Given soaring fares and fees, concerns about creepy body scans at TSA checkpoints and even instances of needles found in airplane food, it sometimes seems as if there’s only one kind of news when it comes to airline travel — and that’s bad news.
Years of trends notwithstanding, it isn’t a foregone conclusion that the flying experience will grow more painful with each passing day. Here are five examples of actual good news for flyers.

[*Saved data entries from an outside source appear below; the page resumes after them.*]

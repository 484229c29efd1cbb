//! Integration tests for `devdoctor check`.

use std::fs;
use std::time::Instant;

use predicates::prelude::*;
use tempfile::TempDir;

mod common;
use common::devdoctor_cmd;

#[test]
fn test_check_help_shows_flags() {
    let dir = TempDir::new().unwrap();
    devdoctor_cmd(&dir)
        .args(["check", "--help"])
        .assert()
        .success()
        .stdout(predicate::str::contains("--probes"))
        .stdout(predicate::str::contains("--concurrency"))
        .stdout(predicate::str::contains("--timeout"))
        .stdout(predicate::str::contains("--json"));
}

#[test]
fn test_failing_probes_are_recorded_not_raised() {
    let dir = TempDir::new().unwrap();
    // Nothing listens on the discard port, and the command does not exist.
    fs::write(
        dir.path().join("probes.yaml"),
        r#"
probes:
  - name: redis
    category: services
    type: tcp
    host: 127.0.0.1
    port: 9
  - name: bogus
    category: tools
    type: command
    program: devdoctor-nonexistent-cmd
"#,
    )
    .unwrap();

    let output = devdoctor_cmd(&dir)
        .args(["check", "--probes", "probes.yaml", "--json"])
        .assert()
        .failure()
        .code(1)
        .get_output()
        .stdout
        .clone();

    let report: serde_json::Value = serde_json::from_slice(&output).unwrap();
    assert_eq!(report["summary"]["total"], 2);
    assert_eq!(report["summary"]["healthy"], 0);

    let checks = report["checks"].as_array().unwrap();
    assert_eq!(checks.len(), 2);
    for check in checks {
        assert!(!check["detail"].as_str().unwrap().is_empty());
    }
    assert_eq!(checks[0]["name"], "redis");
    assert_eq!(checks[1]["name"], "bogus");
}

#[test]
fn test_probe_timeout_is_honored() {
    let dir = TempDir::new().unwrap();
    fs::write(
        dir.path().join("probes.yaml"),
        r#"
probes:
  - name: hang
    type: command
    program: sleep
    args: ["30"]
    timeout_secs: 1
"#,
    )
    .unwrap();

    let start = Instant::now();
    let output = devdoctor_cmd(&dir)
        .args(["check", "--probes", "probes.yaml", "--json"])
        .assert()
        .failure()
        .code(1)
        .get_output()
        .stdout
        .clone();

    assert!(
        start.elapsed().as_secs() < 5,
        "probe hung past its timeout: {:?}",
        start.elapsed()
    );

    let report: serde_json::Value = serde_json::from_slice(&output).unwrap();
    assert_eq!(report["checks"][0]["status"], "timeout");
}

#[test]
fn test_report_lists_probes_in_submission_order() {
    let dir = TempDir::new().unwrap();
    fs::write(
        dir.path().join("probes.yaml"),
        r#"
probes:
  - name: gamma
    type: command
    program: "true"
  - name: alpha
    type: command
    program: "true"
  - name: beta
    type: command
    program: "true"
"#,
    )
    .unwrap();

    let output = devdoctor_cmd(&dir)
        .args(["check", "--probes", "probes.yaml", "--json"])
        .assert()
        .success()
        .get_output()
        .stdout
        .clone();

    let report: serde_json::Value = serde_json::from_slice(&output).unwrap();
    let names: Vec<&str> = report["checks"]
        .as_array()
        .unwrap()
        .iter()
        .map(|c| c["name"].as_str().unwrap())
        .collect();
    assert_eq!(names, vec!["gamma", "alpha", "beta"]);
    assert_eq!(report["summary"]["health_percent"], 100.0);
}

#[test]
fn test_json_report_artifact_written() {
    let dir = TempDir::new().unwrap();
    fs::write(
        dir.path().join("probes.yaml"),
        r#"
probes:
  - name: echo
    type: command
    program: "true"
"#,
    )
    .unwrap();

    devdoctor_cmd(&dir)
        .args([
            "check",
            "--probes",
            "probes.yaml",
            "--report",
            "out/health.json",
        ])
        .assert()
        .success()
        .stdout(predicate::str::contains("Report written to"));

    let written = fs::read_to_string(dir.path().join("out/health.json")).unwrap();
    let report: serde_json::Value = serde_json::from_str(&written).unwrap();
    assert_eq!(report["summary"]["total"], 1);
    assert!(report["run_id"].is_string());
}

#[test]
fn test_missing_probe_file_is_setup_failure() {
    let dir = TempDir::new().unwrap();
    devdoctor_cmd(&dir)
        .args(["check", "--probes", "no-such-file.yaml"])
        .assert()
        .failure()
        .code(2)
        .stderr(predicate::str::contains("not found"));
}

#[test]
fn test_missing_dev_root_config_is_setup_failure() {
    let dir = TempDir::new().unwrap();
    let mut cmd = assert_cmd::Command::cargo_bin("devdoctor").unwrap();
    cmd.current_dir(dir.path())
        .env_remove("DEVDOCTOR_DEV_ROOT")
        .arg("check")
        .assert()
        .failure()
        .code(2)
        .stderr(predicate::str::contains("Error"));
}
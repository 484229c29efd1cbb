//! Workspace layout audit — convention checks over the configured dev root.
//! Findings flow through the same result/report pipeline as health probes.

use std::path::{Path, PathBuf};

use crate::report::CheckResult;

pub const AUDIT_CATEGORY: &str = "layout";

/// Top-level files that are allowed to sit loose in the dev root.
const ALLOWED_LOOSE_FILES: &[&str] = &[
    "README.md",
    "LICENSE",
    "Makefile",
    ".gitignore",
    ".gitattributes",
    ".editorconfig",
    ".env",
    ".env.example",
];

/// Directories every workspace root is expected to have.
const EXPECTED_DIRS: &[&str] = &["docs", "scripts", "configs"];

// ━━━━━━━━━━━━━━━━━━━━━━━━━━━━━━━━━━━━━━━━━━━━━━━━━━━━
// FileSystem trait — abstraction for testability
// ━━━━━━━━━━━━━━━━━━━━━━━━━━━━━━━━━━━━━━━━━━━━━━━━━━━━

pub trait FileSystem: Send + Sync {
    fn exists(&self, path: &Path) -> bool;
    fn is_dir(&self, path: &Path) -> bool;
    fn list_dir(&self, path: &Path) -> Result<Vec<String>, std::io::Error>;
}

/// Production filesystem using std::fs.
pub struct RealFileSystem;

impl FileSystem for RealFileSystem {
    fn exists(&self, path: &Path) -> bool {
        path.exists()
    }

    fn is_dir(&self, path: &Path) -> bool {
        path.is_dir()
    }

    fn list_dir(&self, path: &Path) -> Result<Vec<String>, std::io::Error> {
        let entries = std::fs::read_dir(path)?
            .filter_map(|e| e.ok())
            .map(|e| e.file_name().to_string_lossy().to_string())
            .collect();
        Ok(entries)
    }
}

// ━━━━━━━━━━━━━━━━━━━━━━━━━━━━━━━━━━━━━━━━━━━━━━━━━━━━
// LayoutAudit
// ━━━━━━━━━━━━━━━━━━━━━━━━━━━━━━━━━━━━━━━━━━━━━━━━━━━━

pub struct LayoutAudit<'a> {
    fs: &'a dyn FileSystem,
    root: PathBuf,
}

impl<'a> LayoutAudit<'a> {
    pub fn new(fs: &'a dyn FileSystem, root: &Path) -> Self {
        Self {
            fs,
            root: root.to_path_buf(),
        }
    }

    #[tracing::instrument(name = "Run layout audit", skip(self))]
    pub fn run(&self) -> Vec<CheckResult> {
        if !self.fs.is_dir(&self.root) {
            return vec![CheckResult::error(
                "dev-root",
                AUDIT_CATEGORY,
                format!("{} is not a directory", self.root.display()),
            )];
        }

        let mut results = Vec::new();
        results.push(self.check_loose_files());
        for dir in EXPECTED_DIRS {
            results.push(self.check_expected_dir(dir));
        }
        results.push(self.check_root_node_modules());
        results
    }

    /// Loose regular files at the top level, outside the allowlist.
    fn check_loose_files(&self) -> CheckResult {
        let entries = match self.fs.list_dir(&self.root) {
            Ok(entries) => entries,
            Err(e) => {
                return CheckResult::error(
                    "loose-files",
                    AUDIT_CATEGORY,
                    format!("cannot list {}: {e}", self.root.display()),
                )
            }
        };

        let mut loose: Vec<String> = entries
            .into_iter()
            .filter(|name| !self.fs.is_dir(&self.root.join(name)))
            .filter(|name| !name.starts_with('.'))
            .filter(|name| !ALLOWED_LOOSE_FILES.contains(&name.as_str()))
            .collect();
        loose.sort();

        if loose.is_empty() {
            CheckResult::healthy(
                "loose-files",
                AUDIT_CATEGORY,
                "no loose files at top level".to_string(),
            )
        } else {
            CheckResult::unhealthy(
                "loose-files",
                AUDIT_CATEGORY,
                format!("{} loose file(s): {}", loose.len(), loose.join(", ")),
            )
        }
    }

    fn check_expected_dir(&self, name: &str) -> CheckResult {
        let check_name = format!("dir:{name}");
        if self.fs.is_dir(&self.root.join(name)) {
            CheckResult::healthy(&check_name, AUDIT_CATEGORY, "present".to_string())
        } else {
            CheckResult::unhealthy(&check_name, AUDIT_CATEGORY, format!("{name}/ missing"))
        }
    }

    /// node_modules directly under the root means something was npm-installed
    /// outside a project directory.
    fn check_root_node_modules(&self) -> CheckResult {
        if self.fs.exists(&self.root.join("node_modules")) {
            CheckResult::unhealthy(
                "node-modules",
                AUDIT_CATEGORY,
                "node_modules present at workspace root".to_string(),
            )
        } else {
            CheckResult::healthy(
                "node-modules",
                AUDIT_CATEGORY,
                "no stray node_modules".to_string(),
            )
        }
    }
}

Horrendous Tarmac Delays Are Almost Extinct
In the first six months of 2009, there were 586 airport tarmac delays of three hours or more. For the same period this year, according to a new report by the U.S. Department of Transportation (DOT), there were just four. The dramatic change happened because airlines are now fined big-time (up to $27,500 per passenger) for delays of three hours or more — regulations that passed in the aftermath of passengers being held prisoner on planes for upwards of nine hours without food or working bathrooms. Interestingly, at the time these new regulations were being discussed, airlines fought them desperately, claiming that complying with them would be impossible. Fast-forward to 2012, however, and it looks like it is very possible for airlines to figure out ways so that passengers aren’t stuck on planes for endless, nightmarish delays.

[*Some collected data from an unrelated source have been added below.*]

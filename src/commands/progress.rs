//! Terminal progress helpers — spinners shown while probe batches run.

use indicatif::{ProgressBar, ProgressStyle};
use std::time::Duration;

/// Braille dots — clean, modern feel.
const TICK_CHARS: &str = "⠋⠙⠹⠸⠼⠴⠦⠧⠇⠏";

/// Create an animated spinner with the given message.
pub fn spinner(message: &str) -> ProgressBar {
    let pb = ProgressBar::new_spinner();
    pb.set_style(
        ProgressStyle::default_spinner()
            .tick_chars(TICK_CHARS)
            .template("{spinner:.cyan} {msg}")
            .expect("invalid spinner template"),
    );
    pb.set_message(message.to_string());
    pb.enable_steady_tick(Duration::from_millis(80));
    pb
}

/// Spinner for a probe batch.
pub fn probe_spinner(total: usize) -> ProgressBar {
    spinner(&format!("Running {} probes...", total))
}
//! Built-in probe sets. These replace the pile of near-duplicate one-off
//! scripts that each hardcoded the same localhost ports and tool lists.

use crate::configuration::ServiceSettings;
use crate::probe::spec::ProbeSpec;

pub const SERVICES_CATEGORY: &str = "services";
pub const TOOLS_CATEGORY: &str = "tools";

/// CLI tools expected on a workstation PATH. Absence is a failed check,
/// never a fatal error.
const EXPECTED_TOOLS: &[&str] = &[
    "docker",
    "git",
    "npm",
    "pnpm",
    "redis-cli",
    "pg_isready",
    "curl",
    "gh",
    "brew",
];

/// Probes for the local service roster: docker daemon, redis, postgres,
/// neo4j (http + bolt), qdrant, ollama, kafka, temporal.
pub fn service_probes(services: &ServiceSettings) -> Vec<ProbeSpec> {
    let host = services.host.as_str();
    vec![
        ProbeSpec::command("docker", SERVICES_CATEGORY, "docker", &["info", "--format", "{{.ServerVersion}}"]),
        ProbeSpec::redis(
            "redis",
            SERVICES_CATEGORY,
            &format!("redis://{host}:{}/", services.redis_port),
        ),
        ProbeSpec::tcp("postgres", SERVICES_CATEGORY, host, services.postgres_port),
        ProbeSpec::http(
            "neo4j",
            SERVICES_CATEGORY,
            &format!("http://{host}:{}/", services.neo4j_http_port),
        ),
        ProbeSpec::tcp("neo4j-bolt", SERVICES_CATEGORY, host, services.neo4j_bolt_port),
        ProbeSpec::http(
            "qdrant",
            SERVICES_CATEGORY,
            &format!("http://{host}:{}/healthz", services.qdrant_port),
        ),
        ProbeSpec::http(
            "ollama",
            SERVICES_CATEGORY,
            &format!("http://{host}:{}/api/tags", services.ollama_port),
        ),
        ProbeSpec::tcp("kafka", SERVICES_CATEGORY, host, services.kafka_port),
        ProbeSpec::tcp("temporal", SERVICES_CATEGORY, host, services.temporal_port),
    ]
}

/// Presence checks for expected CLI tools via `<tool> --version`.
pub fn tool_probes() -> Vec<ProbeSpec> {
    EXPECTED_TOOLS
        .iter()
        .map(|tool| ProbeSpec::command(tool, TOOLS_CATEGORY, tool, &["--version"]))
        .collect()
}

/// The default `check` run: services first, then tools.
pub fn default_probes(services: &ServiceSettings) -> Vec<ProbeSpec> {
    let mut probes = service_probes(services);
    probes.extend(tool_probes());
    probes
}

No More Advertising Fake Prices
Earlier this year, the DOT began forcing airlines to list full prices in advertising — all mandatory fees and charges included. Previously, airlines could advertise, say, a fare of $59 even though, thanks to a range of fees, it was impossible for a traveler to pay just $59 for the flight. The old system frustrated many flyers, who felt tricked when they discovered that a flight they saw for $59 actually cost something like $80. The notoriously fee-heavy carrier Spirit Airlines led a fight against the new rules mandating the way flight prices are advertised, but in late July the challenge was rejected in a federal court. The net result is that, amazingly, travelers should be able to believe what they see in airline advertisements.
Airfares Are Finally Poised to Drop
Though it might just represent a seasonal decline in demand, recent news that cheaper prices are on the horizon for flights is much welcomed by travelers — who have grown accustomed to airfare hikes popping up with disturbing regularity this year.

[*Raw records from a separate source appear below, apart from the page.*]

//! Canonical MCP (Model Context Protocol) config file — the JSON map of
//! AI-tool servers an IDE launches. Read/written leniently: missing fields
//! tolerated, server order preserved.

use std::path::Path;

use indexmap::IndexMap;
use serde::{Deserialize, Serialize};

use crate::errors::DoctorError;
use crate::report::CheckResult;

pub const MCP_CATEGORY: &str = "mcp";

#[derive(Debug, Clone, Default, Serialize, Deserialize)]
pub struct McpConfig {
    #[serde(rename = "mcpServers", default)]
    pub servers: IndexMap<String, McpServerSpec>,
}

#[derive(Debug, Clone, Default, PartialEq, Serialize, Deserialize)]
pub struct McpServerSpec {
    /// Launch command for subprocess-based servers.
    #[serde(default, skip_serializing_if = "Option::is_none")]
    pub command: Option<String>,
    #[serde(default, skip_serializing_if = "Vec::is_empty")]
    pub args: Vec<String>,
    #[serde(default, skip_serializing_if = "IndexMap::is_empty")]
    pub env: IndexMap<String, String>,
    /// Endpoint for remote servers (mutually exclusive with `command` in
    /// practice, but both being set is tolerated).
    #[serde(default, skip_serializing_if = "Option::is_none")]
    pub url: Option<String>,
    #[serde(default, skip_serializing_if = "std::ops::Not::not")]
    pub disabled: bool,
}

impl McpConfig {
    pub fn load(path: &Path) -> Result<Self, DoctorError> {
        if !path.exists() {
            return Err(DoctorError::McpConfigNotFound {
                path: path.to_path_buf(),
            });
        }
        let raw = std::fs::read_to_string(path)?;
        serde_json::from_str(&raw).map_err(|source| DoctorError::McpConfigParse {
            path: path.to_path_buf(),
            source,
        })
    }

    /// Load the config, or start from an empty one when the file does not
    /// exist yet (first `mcp sync` on a fresh machine).
    pub fn load_or_default(path: &Path) -> Result<Self, DoctorError> {
        if path.exists() {
            Self::load(path)
        } else {
            Ok(Self::default())
        }
    }

    pub fn save(&self, path: &Path) -> Result<(), DoctorError> {
        if let Some(parent) = path.parent() {
            if !parent.as_os_str().is_empty() {
                std::fs::create_dir_all(parent)?;
            }
        }
        let body = serde_json::to_string_pretty(self)?;
        std::fs::write(path, body)?;
        Ok(())
    }

    pub fn enabled(&self) -> impl Iterator<Item = (&String, &McpServerSpec)> {
        self.servers.iter().filter(|(_, spec)| !spec.disabled)
    }

    /// Structural validation, one result per server. Disabled servers are
    /// skipped, not failed.
    pub fn validate(&self) -> Vec<CheckResult> {
        self.servers
            .iter()
            .map(|(name, spec)| validate_server(name, spec))
            .collect()
    }
}

fn validate_server(name: &str, spec: &McpServerSpec) -> CheckResult {
    if spec.disabled {
        return CheckResult::skipped(name, MCP_CATEGORY, "disabled".to_string());
    }

    if let Some(command) = spec.command.as_deref() {
        if command.trim().is_empty() {
            return CheckResult::unhealthy(name, MCP_CATEGORY, "empty command".to_string());
        }
    }

    if let Some((key, _)) = spec.env.iter().find(|(_, v)| v.trim().is_empty()) {
        return CheckResult::unhealthy(
            name,
            MCP_CATEGORY,
            format!("env var {key} has an empty value"),
        );
    }

    match (spec.command.as_deref(), spec.url.as_deref()) {
        (Some(command), _) => CheckResult::healthy(
            name,
            MCP_CATEGORY,
            format!("launches via `{}`", command),
        ),
        (None, Some(url)) => {
            CheckResult::healthy(name, MCP_CATEGORY, format!("remote at {url}"))
        }
        (None, None) => CheckResult::unhealthy(
            name,
            MCP_CATEGORY,
            "neither command nor url set".to_string(),
        ),
    }
}

#[cfg(test)]
mod tests {
    use super::*;
    use crate::report::CheckStatus;

    const SAMPLE: &str = r#"{
        "mcpServers": {
            "filesystem": {
                "command": "npx",
                "args": ["-y", "@modelcontextprotocol/server-filesystem", "/tmp"]
            },
            "memory": {
                "url": "http://127.0.0.1:8765/sse"
            },
            "broken": {},
            "legacy": {
                "command": "node",
                "disabled": true
            }
        }
    }"#;

    fn sample() -> McpConfig {
        serde_json::from_str(SAMPLE).unwrap()
    }

    #[test]
    fn test_parse_preserves_server_order() {
        let config = sample();
        let names: Vec<&String> = config.servers.keys().collect();
        assert_eq!(names, vec!["filesystem", "memory", "broken", "legacy"]);
    }

    #[test]
    fn test_enabled_excludes_disabled_servers() {
        let config = sample();
        assert_eq!(config.enabled().count(), 3);
    }

    #[test]
    fn test_validate_statuses() {
        let results = sample().validate();
        assert_eq!(results.len(), 4);
        assert_eq!(results[0].status, CheckStatus::Healthy);
        assert_eq!(results[1].status, CheckStatus::Healthy);
        assert_eq!(results[2].status, CheckStatus::Unhealthy);
        assert!(results[2].detail.contains("neither command nor url"));
        assert_eq!(results[3].status, CheckStatus::Skipped);
    }

    #[test]
    fn test_validate_flags_empty_env_value() {
        let mut config = sample();
        config
            .servers
            .get_mut("filesystem")
            .unwrap()
            .env
            .insert("API_KEY".to_string(), "".to_string());

        let results = config.validate();
        assert_eq!(results[0].status, CheckStatus::Unhealthy);
        assert!(results[0].detail.contains("API_KEY"));
    }

    #[test]
    fn test_save_then_load_roundtrip() {
        let dir = tempfile::TempDir::new().unwrap();
        let path = dir.path().join(".cursor").join("mcp.json");

        let config = sample();
        config.save(&path).unwrap();

        let reloaded = McpConfig::load(&path).unwrap();
        assert_eq!(reloaded.servers.len(), 4);
        assert_eq!(
            reloaded.servers["filesystem"].command.as_deref(),
            Some("npx")
        );
    }

    #[test]
    fn test_load_missing_file_is_an_error() {
        let err = McpConfig::load(Path::new("/nonexistent/mcp.json")).unwrap_err();
        assert!(err.to_string().contains("not found"));
    }
}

Bags Aren’t Being Lost, and Flights Are on Time
In addition to the near disappearance of hellish tarmac delays, the DOT’s report boasts that the percentage of mishandled baggage and late or canceled flights all reached lows not seen in years. Major airlines had an 83.7% on-time arrival rate thus far in 2012, which beat the previous high of 82.8% in the January-June period of 2003. Meanwhile, just 1.1% of flights were canceled during the first six months of 2012, beating the previous low of 1.3% in January-June 2002. Airlines posted a new record for fewest mishandled checked bags in January-June 2011, with a rate of 3.6 per 1,000 passengers, but the January-June period of this year beat it, at 2.97.
These improvements might not be coming merely as a result of better efficiency among airlines and airports, however. The airlines have found it more profitable to cut back on the number of flights and charge more for the packed flights that remain. The rapid rise of luggage fees has also resulted in passengers packing less in order to avoid the costs of checked baggage. When there are fewer flights, it’s easier for flights to be on time. And when there are fewer checked bags, it’s easier to keep track of the bags that are being checked.
Even the TSA Seems to Be Doing an O.K. Job
Despite much moaning and groaning about the TSA’s security lapses, creepy body scans and invasive “pat-downs,” according to a recent Gallup poll, the majority of Americans say the agency is doing a “good” or “excellent” job with airport security. But it’s only a slim majority who think so: 54%. Three in 10 gave the TSA a “fair” rating, while 12% said the agency was doing a “poor” job. In the grand scheme or things, such ratings count as good news.